On ‘Living with Cancer’

IMG_6426This year will mark another anniversary of 3 people near and dear to us who have passed away from the dreaded cancer.  In the words of my nephew, ‘cancer sucks.’  Later changed to ‘cancer’s bad’ so he could put it on a t-shirt and wear it to school.  I know everyone has a story about how cancer has touched their lives.

I found this very recently, again.  Mimi’s (Sam’s Mom’s) story, in her own words.

LIVING WITH CANCER

This month I just passed my three-year mark of living with cancer.  The devastation one feels when the doctor looks at you and says, “you have breast cancer which has already spread to other parts of your body” is indescribable.

After coming home from the hospital it seemed all I could do was sit on the sofa in the family room and cry.  My brother-in-law, Dr. Joe Smith, who is a psycho-analyst, came to visit me.  I said, “Joe, should I have some medication to keep me from crying all the time?”  He explained to me that I was experiencing grief and I need to cry and work through my grief.  This was a real comfort to understand what was happening to my emotions.

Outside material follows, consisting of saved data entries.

//! Tagged dynamic values for per-object script data.
//!
//! The engine stores arbitrary script data on units, worlds, levels and
//! cameras as [`DynamicScriptDataItem`]s: a type tag, a payload pointer and a
//! payload size. Script values are converted in priority order:
//!
//! 1. `null` / `undefined` → nil
//! 2. bool → boolean (4-byte int payload)
//! 3. number → number (4-byte float payload)
//! 4. string → string (NUL-terminated, size excludes the NUL)
//! 5. array of 2, 3 or 4 → vector2/3/4
//! 6. id handle → id64
//! 7. pointer or byte handle → pointer
//!
//! Arrays of 16 numbers are not recognized as matrices; like every other
//! shape they are rejected. Payloads are copied into the call's scratch
//! arena and stay valid until the dispatch returns.

use std::ffi::{CStr, c_char, c_void};
use std::mem::size_of;
use std::ptr;

use bumpalo::Bump;
use num_enum::{IntoPrimitive, TryFromPrimitive};
use tracing::error;

use crate::decode::{Arguments, FromArg, alloc_c_str};
use crate::encode::floats_to_script;
use crate::error::{DecodeError, EncodeError};
use crate::handle::{self, OpaqueHandle};
use crate::native::{FloatTuple, Matrix4x4, Vector2, Vector3, Vector4};
use crate::value::ScriptValue;

/// Type tag of a dynamic item.
#[derive(Debug, Clone, Copy, PartialEq, Eq, Hash, IntoPrimitive, TryFromPrimitive)]
#[repr(u32)]
pub enum DynamicTag {
    Nil = 0,
    Boolean = 1,
    Number = 3,
    String = 4,
    Vector2 = 5,
    Vector3 = 6,
    Vector4 = 7,
    Matrix4x4 = 8,
    UnitReference = 9,
    Pointer = 10,
    Id64 = 11,
}

impl DynamicTag {
    pub fn name(self) -> &'static str {
        match self {
            DynamicTag::Nil => "nil",
            DynamicTag::Boolean => "boolean",
            DynamicTag::Number => "number",
            DynamicTag::String => "string",
            DynamicTag::Vector2 => "vector2",
            DynamicTag::Vector3 => "vector3",
            DynamicTag::Vector4 => "vector4",
            DynamicTag::Matrix4x4 => "matrix4x4",
            DynamicTag::UnitReference => "unit reference",
            DynamicTag::Pointer => "pointer",
            DynamicTag::Id64 => "id64",
        }
    }
}

/// A tagged value as exchanged with the engine's script data API.
#[repr(C)]
#[derive(Debug, Clone, Copy, PartialEq, Eq)]
pub struct DynamicScriptDataItem {
    pub data_type: u32,
    pub pointer: *const c_void,
    pub size: u32,
}

impl Default for DynamicScriptDataItem {
    fn default() -> Self {
        Self::NIL
    }
}

impl DynamicScriptDataItem {
    pub const NIL: Self = Self {
        data_type: DynamicTag::Nil as u32,
        pointer: ptr::null(),
        size: 0,
    };

    fn with_payload<T: Copy>(tag: DynamicTag, arena: &Bump, value: T) -> Self {
        let payload: &T = arena.alloc(value);
        Self {
            data_type: tag.into(),
            pointer: ptr::from_ref(payload).cast(),
            size: size_of::<T>() as u32,
        }
    }

    pub fn tag(&self) -> Result<DynamicTag, EncodeError> {
        DynamicTag::try_from(self.data_type)
            .map_err(|_| EncodeError::UnsupportedDynamicTag(self.data_type))
    }

    /// Convert a script value, copying any payload into `arena`.
    pub fn from_script(value: &ScriptValue, arena: &Bump) -> Result<Self, DecodeError> {
        let item = match value {
            ScriptValue::Undefined | ScriptValue::Null => Self::NIL,
            ScriptValue::Bool(b) => Self::with_payload(DynamicTag::Boolean, arena, *b as i32),
            ScriptValue::Number(n) => Self::with_payload(DynamicTag::Number, arena, *n as f32),
            ScriptValue::String(s) => {
                let bytes = alloc_c_str(arena, s);
                Self {
                    data_type: DynamicTag::String.into(),
                    pointer: bytes.as_ptr().cast(),
                    size: s.len() as u32,
                }
            }
            ScriptValue::Array(array) => match array.len() {
                2 => Self::vector::<Vector2>(DynamicTag::Vector2, value, arena),
                3 => Self::vector::<Vector3>(DynamicTag::Vector3, value, arena),
                4 => Self::vector::<Vector4>(DynamicTag::Vector4, value, arena),
                _ => return Err(DecodeError::UnsupportedDynamic { actual: "array" }),
            },
            ScriptValue::Object(_) => match handle::handle_of(value) {
                Some(OpaqueHandle::Id(id)) => Self::with_payload(DynamicTag::Id64, arena, *id),
                Some(h) => Self {
                    data_type: DynamicTag::Pointer.into(),
                    pointer: h.as_ptr().cast_const(),
                    size: h.size() as u32,
                },
                None => {
                    return Err(DecodeError::UnsupportedDynamic {
                        actual: value.type_name(),
                    });
                }
            },
            ScriptValue::Function(_) => {
                return Err(DecodeError::UnsupportedDynamic {
                    actual: value.type_name(),
                });
            }
        };
        Ok(item)
    }

    fn vector<T: FloatTuple>(tag: DynamicTag, value: &ScriptValue, arena: &Bump) -> Self {
        let v = T::from_fn(|i| value.get_index(i).double_value() as f32);
        Self::with_payload(tag, arena, v)
    }

    /// Read the payload as `T`.
    ///
    /// # Safety
    ///
    /// `pointer` must reference a live `T`.
    unsafe fn payload<T: Copy>(&self, tag: DynamicTag) -> Result<T, EncodeError> {
        if self.pointer.is_null() {
            return Err(EncodeError::MissingPayload { tag: tag.name() });
        }
        // SAFETY: guaranteed by the caller; engine payloads may be unaligned
        Ok(unsafe { self.pointer.cast::<T>().read_unaligned() })
    }

    /// Convert back to a script value.
    ///
    /// The payload must match the tag, as it does for every item produced by
    /// [`from_script`](Self::from_script) or returned by the engine.
    pub fn to_script(&self) -> Result<ScriptValue, EncodeError> {
        let tag = self.tag().inspect_err(|err| {
            error!(data_type = self.data_type, "{err}");
        })?;
        // SAFETY: each arm reads the payload type its tag promises
        let value = unsafe {
            match tag {
                DynamicTag::Nil => ScriptValue::Undefined,
                DynamicTag::Boolean => ScriptValue::Bool(self.payload::<i32>(tag)? != 0),
                DynamicTag::Number => ScriptValue::from(self.payload::<f32>(tag)?),
                DynamicTag::String => {
                    if self.pointer.is_null() {
                        return Err(EncodeError::MissingPayload { tag: tag.name() });
                    }
                    let s = CStr::from_ptr(self.pointer.cast::<c_char>());
                    ScriptValue::from(s.to_string_lossy().into_owned())
                }
                DynamicTag::Vector2 => floats_to_script(&self.payload::<Vector2>(tag)?),
                DynamicTag::Vector3 => floats_to_script(&self.payload::<Vector3>(tag)?),
                DynamicTag::Vector4 => floats_to_script(&self.payload::<Vector4>(tag)?),
                DynamicTag::Matrix4x4 => floats_to_script(&self.payload::<Matrix4x4>(tag)?),
                DynamicTag::UnitReference => ScriptValue::from(self.payload::<u32>(tag)?),
                DynamicTag::Pointer => {
                    if self.pointer.is_null() {
                        return Err(EncodeError::MissingPayload { tag: tag.name() });
                    }
                    let bytes =
                        std::slice::from_raw_parts(self.pointer.cast::<u8>(), self.size as usize);
                    handle::wrap_bytes(bytes)
                }
                DynamicTag::Id64 => handle::wrap_id(self.payload::<u64>(tag)?),
            }
        };
        Ok(value)
    }
}

impl FromArg for DynamicScriptDataItem {
    fn from_arg(args: &Arguments<'_>, index: usize) -> Result<Self, DecodeError> {
        match args.value(index) {
            Some(value) => Self::from_script(value, args.arena()),
            None => Err(DecodeError::Missing {
                index,
                expected: "DynamicScriptDataItem",
            }),
        }
    }
}

impl FromArg for *const DynamicScriptDataItem {
    fn from_arg(args: &Arguments<'_>, index: usize) -> Result<Self, DecodeError> {
        let item = DynamicScriptDataItem::from_arg(args, index)?;
        Ok(args.alloc(item).cast_const())
    }
}

#[cfg(test)]
mod tests {
    use super::*;
    use crate::value::ScriptObject;

    fn round_trip(value: ScriptValue) -> ScriptValue {
        let arena = Bump::new();
        let item = DynamicScriptDataItem::from_script(&value, &arena).unwrap();
        item.to_script().unwrap()
    }

    fn tag_of(value: ScriptValue) -> Result<DynamicTag, DecodeError> {
        let arena = Bump::new();
        DynamicScriptDataItem::from_script(&value, &arena).map(|item| item.tag().unwrap())
    }

    #[test]
    fn classification_order() {
        assert_eq!(tag_of(ScriptValue::Null), Ok(DynamicTag::Nil));
        assert_eq!(tag_of(ScriptValue::Undefined), Ok(DynamicTag::Nil));
        assert_eq!(tag_of(true.into()), Ok(DynamicTag::Boolean));
        assert_eq!(tag_of(3.0.into()), Ok(DynamicTag::Number));
        assert_eq!(tag_of("s".into()), Ok(DynamicTag::String));
        assert_eq!(tag_of([1.0, 2.0].into()), Ok(DynamicTag::Vector2));
        assert_eq!(tag_of([1.0, 2.0, 3.0].into()), Ok(DynamicTag::Vector3));
        assert_eq!(tag_of([1.0; 4].into()), Ok(DynamicTag::Vector4));
        assert_eq!(tag_of(handle::wrap_id(5)), Ok(DynamicTag::Id64));
        assert_eq!(tag_of(handle::wrap_bytes(&[1, 2])), Ok(DynamicTag::Pointer));
    }

    #[test]
    fn unsupported_kinds() {
        assert_eq!(
            tag_of([1.0; 16].into()),
            Err(DecodeError::UnsupportedDynamic { actual: "array" })
        );
        assert_eq!(
            tag_of(ScriptObject::new().into()),
            Err(DecodeError::UnsupportedDynamic { actual: "object" })
        );
    }

    #[test]
    fn numbers_narrow_to_f32() {
        let arena = Bump::new();
        let item = DynamicScriptDataItem::from_script(&0.1.into(), &arena).unwrap();
        assert_eq!(item.size, 4);
        assert_eq!(item.to_script(), Ok(ScriptValue::from(0.1f32)));
    }

    #[test]
    fn scalar_payloads_live_behind_the_pointer() {
        let arena = Bump::new();
        let flag = DynamicScriptDataItem::from_script(&true.into(), &arena).unwrap();
        let id = DynamicScriptDataItem::from_script(&handle::wrap_id(0x1234), &arena).unwrap();

        assert!(arena.allocated_bytes() > 0);
        assert_eq!((flag.size, id.size), (4, 8));
        // SAFETY: scalar payloads are arena copies of the declared size
        unsafe {
            assert_eq!(flag.pointer.cast::<i32>().read_unaligned(), 1);
            assert_eq!(id.pointer.cast::<u64>().read_unaligned(), 0x1234);
        }
    }

    #[test]
    fn string_payload_is_nul_terminated() {
        let arena = Bump::new();
        let item = DynamicScriptDataItem::from_script(&"abc".into(), &arena).unwrap();
        assert_eq!(item.size, 3);
        // SAFETY: string payloads are NUL-terminated arena copies
        let s = unsafe { CStr::from_ptr(item.pointer.cast()) };
        assert_eq!(s.to_bytes(), b"abc");
    }

    #[test]
    fn round_trips() {
        assert_eq!(round_trip(ScriptValue::Null), ScriptValue::Undefined);
        assert_eq!(round_trip(false.into()), ScriptValue::Bool(false));
        assert_eq!(round_trip(2.5.into()), ScriptValue::from(2.5));
        assert_eq!(round_trip("key".into()), ScriptValue::from("key"));
        assert_eq!(round_trip([1.0, 2.0, 3.0].into()), ScriptValue::from([1.0, 2.0, 3.0]));
        assert_eq!(handle::id_of(&round_trip(handle::wrap_id(42))), 42);
    }

    #[test]
    fn pointer_items_copy_their_bytes() {
        let source = handle::wrap_bytes(&[9, 8, 7]);
        let back = round_trip(source.clone());
        assert_eq!(handle::size_of(&back), 3);
        assert_ne!(handle::unwrap(&back), handle::unwrap(&source));
    }

    #[test]
    fn unit_reference_and_matrix_from_engine() {
        let unit = 12u32;
        let item = DynamicScriptDataItem {
            data_type: DynamicTag::UnitReference.into(),
            pointer: ptr::from_ref(&unit).cast(),
            size: 4,
        };
        assert_eq!(item.to_script(), Ok(ScriptValue::from(12)));

        let m = Matrix4x4::IDENTITY;
        let item = DynamicScriptDataItem {
            data_type: DynamicTag::Matrix4x4.into(),
            pointer: ptr::from_ref(&m).cast(),
            size: 64,
        };
        assert_eq!(item.to_script().unwrap().array_len(), Some(16));
    }

    #[test]
    fn unknown_tag_is_an_error() {
        let item = DynamicScriptDataItem {
            data_type: 2,
            ..DynamicScriptDataItem::NIL
        };
        assert_eq!(item.to_script(), Err(EncodeError::UnsupportedDynamicTag(2)));
    }

    #[test]
    fn null_payload_is_an_error() {
        let item = DynamicScriptDataItem {
            data_type: DynamicTag::Number.into(),
            ..DynamicScriptDataItem::NIL
        };
        assert_eq!(
            item.to_script(),
            Err(EncodeError::MissingPayload { tag: "number" })
        );
    }

    #[test]
    fn missing_argument_is_an_error() {
        let arena = Bump::new();
        let args = Arguments::new(&[], &arena);
        assert!(args.get::<DynamicScriptDataItem>(0).is_err());
    }
}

When I first learned I had breast cancer I found I could not pray.  For days my husband and I held hands and prayed The Lord’s Prayer, morning, noon, and night.  I talked about the different needs The Lord’s Prayer met, but I could not find any relief in it for my physical pain.  That day I went to visit the surgeon and hanging on his wall beside the examining table was a picture with a quote from St. Augustine which said, “The Greatest Evil Is Physical Pain.”  I said, “there is the answer I have been looking for. When Jesus said, ‘deliver us from evil.'”

I have learned God does not always answer prayer my way.  My home church, Washington, D.C. First Church of the Nazarene has had around the clock prayer for me.  But I am not healed!  Dr. Charles Strickland anointed me and prayed for me at our district assembly three years ago.  But I am not healed!  My Nazarene family around the world has prayed for me.  But I am not healed!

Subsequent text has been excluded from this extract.